(Beginning of PROVIDED DATA)

// Copyright (c) 2021 Harry [Majored] [hello@majored.pw]
// MIT License (https://github.com/Majored/rs-async-zip/blob/main/LICENSE)

use crate::error::{Result, ZipError};

use std::io::{ErrorKind, Read, Write};

pub(crate) fn read_u16<R: Read>(reader: &mut R) -> Result<u16> {
    let mut buffer = [0; 2];
    reader.read_exact(&mut buffer)?;
    Ok(u16::from_le_bytes(buffer))
}

pub(crate) fn read_u32<R: Read>(reader: &mut R) -> Result<u32> {
    let mut buffer = [0; 4];
    reader.read_exact(&mut buffer)?;
    Ok(u32::from_le_bytes(buffer))
}

pub(crate) fn read_u64<R: Read>(reader: &mut R) -> Result<u64> {
    let mut buffer = [0; 8];
    reader.read_exact(&mut buffer)?;
    Ok(u64::from_le_bytes(buffer))
}

pub(crate) fn write_u16<W: Write>(writer: &mut W, value: u16) -> Result<()> {
    Ok(writer.write_all(&value.to_le_bytes())?)
}

pub(crate) fn write_u32<W: Write>(writer: &mut W, value: u32) -> Result<()> {
    Ok(writer.write_all(&value.to_le_bytes())?)
}

pub(crate) fn write_u64<W: Write>(writer: &mut W, value: u64) -> Result<()> {
    Ok(writer.write_all(&value.to_le_bytes())?)
}

/// Read and return a dynamic length vector of bytes from a reader which impls Read.
///
/// Fewer than `length` bytes being available is reported as [`ZipError::UnexpectedEndOfInput`].
pub(crate) fn read_bytes<R: Read>(reader: &mut R, length: usize) -> Result<Vec<u8>> {
    let mut buffer = vec![0; length];
    reader.read_exact(&mut buffer)?;
    Ok(buffer)
}

/// Fill as much of the buffer as the reader can provide, returning the number of bytes read.
///
/// Unlike [`Read::read_exact()`], running out of data is not an error here.
pub(crate) fn read_up_to<R: Read>(reader: &mut R, buffer: &mut [u8]) -> Result<usize> {
    let mut filled = 0;

    while filled < buffer.len() {
        match reader.read(&mut buffer[filled..]) {
            Ok(0) => break,
            Ok(read) => filled += read,
            Err(err) if err.kind() == ErrorKind::Interrupted => continue,
            Err(err) => return Err(err.into()),
        }
    }

    Ok(filled)
}

/// Assert that the next four-byte signature read by a reader which impls Read matches the expected signature.
pub(crate) fn assert_signature<R: Read>(reader: &mut R, expected: u32) -> Result<()> {
    match read_u32(reader)? {
        actual if actual == expected => Ok(()),
        actual => Err(ZipError::UnexpectedSignature { actual, expected }),
    }
}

(End of PROVIDED DATA)

_WORK INSTRUCTIONS_. Copy the lines that hold the word "usize". Take them from the records above.

_SOLUTION TO THIS EXERCISE_.
pub(crate) fn read_bytes<R: Read>(reader: &mut R, length: usize) -> Result<Vec<u8>> {
pub(crate) fn read_up_to<R: Read>(reader: &mut R, buffer: &mut [u8]) -> Result<usize> {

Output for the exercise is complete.